--- Data for analysis ---
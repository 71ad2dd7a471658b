//! A minimal, hostname-centric Adblock-Plus filter-list interpreter.
//!
//! Only enough of ABP syntax is implemented to answer "does this host match"
//! queries; full ABP conformance (URL paths, element hiding, options) is
//! intentionally out of scope per the spec's own design note.

use base64::Engine;
use regex::Regex;

use crate::error::ConfigError;

/// One compiled ABP rule. `Glob` is the fallback for anything containing
/// `*` or `^` that isn't one of the two structured forms below.
#[derive(Debug, Clone)]
enum AbpRule {
    /// `||host^` — host equals `host`, or has it as a dot-suffix.
    DomainAnchor(String),
    /// `|scheme://host...` — compared against the query host only.
    UrlAnchor(String),
    /// Plain substring rule.
    Substring(String),
    /// `*`/`^`-glob compiled to a regex; `^` is treated as end-of-host for
    /// hostname-only queries (see spec §4.2).
    Glob(Regex),
}

impl AbpRule {
    fn matches(&self, host: &str) -> bool {
        match self {
            AbpRule::DomainAnchor(d) => host == d || host.ends_with(&format!(".{d}")),
            AbpRule::UrlAnchor(d) => host == d,
            AbpRule::Substring(s) => host.contains(s.as_str()),
            AbpRule::Glob(re) => re.is_match(host),
        }
    }

    fn compile(rule_text: &str) -> Option<AbpRule> {
        let rule_text = rule_text.trim();
        if rule_text.is_empty() {
            return None;
        }
        if let Some(rest) = rule_text.strip_prefix("||") {
            let host = rest.trim_end_matches('^');
            // Anything past the host part (path/options) is irrelevant for
            // hostname-only matching; keep up to the first separator.
            let host = host
                .split(|c| c == '/' || c == '^' || c == '?')
                .next()
                .unwrap_or(host);
            return Some(AbpRule::DomainAnchor(host.to_string()));
        }
        if let Some(rest) = rule_text.strip_prefix('|') {
            if let Some(idx) = rest.find("://") {
                let after_scheme = &rest[idx + 3..];
                let host = after_scheme
                    .split(|c| c == '/' || c == '^' || c == '?' || c == ':')
                    .next()
                    .unwrap_or(after_scheme);
                return Some(AbpRule::UrlAnchor(host.to_string()));
            }
        }
        if rule_text.contains('*') || rule_text.contains('^') {
            let mut pattern = String::from("^");
            let mut literal = String::new();
            let flush = |literal: &mut String, pattern: &mut String| {
                if !literal.is_empty() {
                    pattern.push_str(&regex::escape(literal));
                    literal.clear();
                }
            };
            for ch in rule_text.chars() {
                match ch {
                    '*' => {
                        flush(&mut literal, &mut pattern);
                        pattern.push_str(".*");
                    }
                    '^' => {
                        flush(&mut literal, &mut pattern);
                        pattern.push_str(r"($|[/?:=&])");
                    }
                    c => literal.push(c),
                }
            }
            flush(&mut literal, &mut pattern);
            pattern.push('$');
            return Regex::new(&pattern).ok().map(AbpRule::Glob);
        }
        Some(AbpRule::Substring(rule_text.to_string()))
    }
}

/// A compiled filter list: an ordered set of include rules and an ordered
/// set of exception (`@@`) rules that veto an otherwise-positive match.
#[derive(Debug)]
pub struct AbpList {
    include: Vec<AbpRule>,
    exceptions: Vec<AbpRule>,
}

impl AbpList {
    /// Decode a base64-encoded, newline-delimited Adblock-Plus list and
    /// compile every rule.
    pub fn from_base64(payload: &str) -> Result<AbpList, ConfigError> {
        let decoded = base64::engine::general_purpose::STANDARD
            .decode(payload.trim())
            .map_err(|e| ConfigError::resource("<abp payload>", e))?;
        let text = String::from_utf8(decoded)
            .map_err(|e| ConfigError::resource("<abp payload>", e))?;
        Ok(Self::from_text(&text))
    }

    fn from_text(text: &str) -> AbpList {
        let mut include = Vec::new();
        let mut exceptions = Vec::new();
        for line in text.lines() {
            let line = line.trim();
            if line.is_empty() || line.starts_with('!') || line.starts_with('[') {
                continue;
            }
            if let Some(rest) = line.strip_prefix("@@") {
                if let Some(rule) = AbpRule::compile(rest) {
                    exceptions.push(rule);
                }
            } else if let Some(rule) = AbpRule::compile(line) {
                include.push(rule);
            }
        }
        AbpList {
            include,
            exceptions,
        }
    }

    /// A host matches if any include rule matches and no exception matches.
    pub fn matches(&self, host: &str) -> bool {
        self.include.iter().any(|r| r.matches(host))
            && !self.exceptions.iter().any(|r| r.matches(host))
    }
}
---
*Work order*.
Return every line of the material in which the word "rules" is found.

*Answer box*.
/// A compiled filter list: an ordered set of include rules and an ordered
/// set of exception (`@@`) rules that veto an otherwise-positive match.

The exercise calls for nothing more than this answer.